To be honest with you, I cannot remember what I did before I begin cooking with dried chile peppers. These days, I cannot be without them or I begin to panic, lol! Lucky for me, they are readily available online and if I am real lucky, one of the local markets carry some. The two peppers used most often in our house were chile ancho and chile de arbol. Now and them, Mom would use the chile California for when she prepared Carne Con Chile Rojo(beef red chile). Because of the overwhelming response I have had for this recipe of salsa macha, I decided to create a blog post featuring the salsa on it’s own. It is essentially a salsa prepared by frying the chiles and blending them with oil. It is similar to an Asian chile oil that you see in the markets. Different flavor profile though. It is a salsa made popular in Vercruz, Mexico where they like to use the smoky chile morita variety of peppers. For today’s post, I share with you two variations of salsa macha. As you read the recipe, I know it will seem like a large amount of chiles that I add to the recipe. I would not say this is a salsa to serve to your friends with chips. This is more like a salsa that you want garnishing those TASTY carne asada tacos after you have added the more mild salsa. And not only for tacos, I use this salsa macha recipe to mix into marinades, vinaigrettes, soups and stews. it will last for a very long time in the coldest part of your refrigerator and freezes forever! #welovespicy #chileheads #foodieforlife
1/2 cup grapeseed oil
1/4 pound chile de arbol, stems removed (2 cups)
5 chile Guajillo, stems and seeds removed
6 cloves garlic
1/3 cup apple cider vinegar
Salt to taste
*more oil if needed
Note: The vinegar is not traditional in salsa macha, but I like the acid note it brings to the recipe. Also traditional to add is fried sesame seeds and some peanuts. I did not have either on this day.
1. In a pan, combine the 1/2 cup oil, chile de arbol, guajillo peppers and garlic. You can fry the ingredients separate, if you like.

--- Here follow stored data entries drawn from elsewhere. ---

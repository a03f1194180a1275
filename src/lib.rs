//! # PST - Priority Search Tree
//!
//! A Rust library providing a static priority search tree for orthogonal range
//! queries over 2D points.
//!
//! ## Features
//!
//! - **Three-sided queries**: all points with `x1 <= x <= x2` and `y >= y1` in O(log n + k)
//! - **Four-sided queries**: all points inside a closed rectangle
//! - **Flat storage**: nodes live in one pre-order array with index links
//! - **Static Optimization**: built once, then shared read-only (`&self` queries, `Send + Sync`)
//! - **Generic coordinates**: `i32`, `i64`, `u32`, `u64`, `f32`, `f64`
//!
//! ## Quick Start
//!
//! ```rust
//! use pst::prelude::*;
//!
//! // Points must be sorted by x for `build`; `from_unsorted` sorts them for you
//! let points = vec![
//!     Point::new(5, 45),
//!     Point::new(25, 35),
//!     Point::new(35, 40),
//!     Point::new(50, 10),
//!     Point::new(60, 75),
//!     Point::new(80, 65),
//!     Point::new(85, 15),
//!     Point::new(90, 5),
//! ];
//! let tree = PrioritySearchTree::build(points).unwrap();
//!
//! // Three-sided: 10 <= x <= 60, y >= 36
//! let mut results = Vec::new();
//! tree.query_three_sided(10, 60, 36, &mut results);
//! assert_eq!(results.len(), 2); // (35, 40) and (60, 75)
//!
//! // Four-sided: 10 <= x <= 60, 10 <= y <= 50 (results vector is reused)
//! tree.query_four_sided(10, 60, 10, 50, &mut results);
//! assert_eq!(results.len(), 3); // (25, 35), (35, 40) and (50, 10)
//! ```
//!
//! ## How It Works
//!
//! Each node stores the point with the largest y of its subtree (heap order)
//! and a median x value: the remaining points go left when `x <= median` and
//! right otherwise. A three-sided query stops at the first node below `y1`,
//! since nothing under it can qualify, and only follows children whose x
//! range can overlap `[x1, x2]`.
//!
//! Inputs where many points share one x value unbalance the tree; build and
//! queries use explicit stacks, so depth only costs time.

pub mod builder;
pub mod config;
pub mod coordinate;
pub mod error;
pub mod linear_scan;
pub mod point;
pub mod prelude;
pub mod pst;
mod queries;

pub use builder::PstBuilder;
pub use config::{FourSidedStrategy, PstConfig};
pub use coordinate::Coordinate;
pub use error::{PstError, Result};
#[doc(hidden)]
pub use linear_scan::LinearScan;
pub use point::Point;
pub use pst::{NodeRef, PrioritySearchTree};

#[cfg(test)]
mod comparison_tests;
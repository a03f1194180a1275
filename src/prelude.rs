//! Prelude module for convenient imports
//!
//! This module re-exports the most commonly used types from the crate.
//! Users can import everything they need with:
//!
//! ```
//! use pst::prelude::*;
//! ```

#[doc(hidden)]
pub use crate::LinearScan;
pub use crate::{
    Coordinate, FourSidedStrategy, NodeRef, Point, PrioritySearchTree, PstBuilder, PstConfig,
    PstError,
};

/// Priority search tree over `f64` coordinates
pub type PstF64 = PrioritySearchTree<f64>;

/// Priority search tree over `i32` coordinates
pub type PstI32 = PrioritySearchTree<i32>;
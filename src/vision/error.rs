use crate::errors::TensorError;
use thiserror::Error;

/// 图像编解码错误
#[derive(Debug, Error)]
pub enum VisionError {
    #[error("图像读写失败: {0}")]
    Image(#[from] image::ImageError),

    /// 只有单通道（灰度）与3通道（RGB）张量可以显示
    #[error("图像张量的通道数只可能是1或3，实际为{0}")]
    UnsupportedChannels(usize),

    #[error(transparent)]
    Tensor(#[from] TensorError),
}
/*
 * @Description  : 本文件仅包含一些属性方法，不包含任何运算方法，所以不会需要用到mut
 */

use super::{Tensor, TensorShape};
use ndarray::ArrayView3;

impl Tensor {
    pub fn shape(&self) -> TensorShape {
        let (depth, rows, columns) = self.data.dim();
        TensorShape::new(rows, columns, depth)
    }

    /// 张量中所有元素的数量
    pub fn size(&self) -> usize {
        self.data.len()
    }

    /// 形状全零的张量
    pub fn is_empty(&self) -> bool {
        self.shape().is_empty()
    }

    pub fn depth(&self) -> usize {
        self.data.dim().0
    }

    /// `[depth, rows, columns]`布局的只读视图
    pub fn view(&self) -> ArrayView3<'_, f32> {
        self.data.view()
    }

    /// 按深度平面、行优先的顺序返回扁平数据
    pub fn to_vec(&self) -> Vec<f32> {
        self.data.iter().copied().collect()
    }

    pub fn get(&self, row: usize, column: usize, depth: usize) -> Option<f32> {
        self.data.get([depth, row, column]).copied()
    }

    /// 全部元素中的最小值与最大值，空张量返回None
    pub fn min_max(&self) -> Option<(f32, f32)> {
        let mut iter = self.data.iter().copied();
        let first = iter.next()?;
        Some(iter.fold((first, first), |(min, max), x| (min.min(x), max.max(x))))
    }
}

2. Bring up to temperature at medium heat. When the peppers become aromatic, lower heat and stir often. You want the peppers to become bright red and slightly soft. Do not let them get too dark or they will be bitter. Remove from heat and let cool.
3. Transfer chile/oil mixture to the blender, add vinegar and salt to taste. Pulse to blend, adding more oil if it’s too thick. Taste for salt. Yields about 2 cups.
Chile de arbol and chile japones have very similar flavor profiles, so you could use either in this recipe.
If you have not noticed, I have slowly switched over to using grapeseed in most of my recipes. I prefer it over canola oil when I need a mild oil or oil with no flavor. Plus it’s a natural oil, where the canola oil is not. Don’t quote me on that, but that’s what i have read. The olive oil is good, but sometimes has slight bitter note when using it in this type of recipe.
Here is a variation on a Salsa macha recipe that I prepared in the molcajete. I will often mix in some chile morita, chipotle or piquin for a smoky finish on the salsa.
20 chile de arbol
6 chile morita
1 full tablespoon chile piquin
6 cloves garlic, sliced
1/2 to 3/4 cup grapeseed oil
1/2 tablespoon coarse sea salt or kosher salt. More to taste.
2 tablespoons white vinegar, optional
1. Combine the dried chiles(stems removed) with garlic and oil in a saucepan. Heat to medium. When it comes to a rapid simmer, reduce to medium/low and continue cooking, stirring often, for 3 to 5 minutes. The larger chile morita should puff up and other chiles should darken a little. Garlic should look golden.
2. Strain the peppers and garlic, reserving all of the oil. Transfer to the molcajete, add salt and crush until broken down pretty fine. If the larger peppers are hard to break down, they did not get toasted enough. That’s ok, just chop them really well with a knife. Add all of the reserved oil to the molcajete. Stir in the vinegar if using and taste for salt.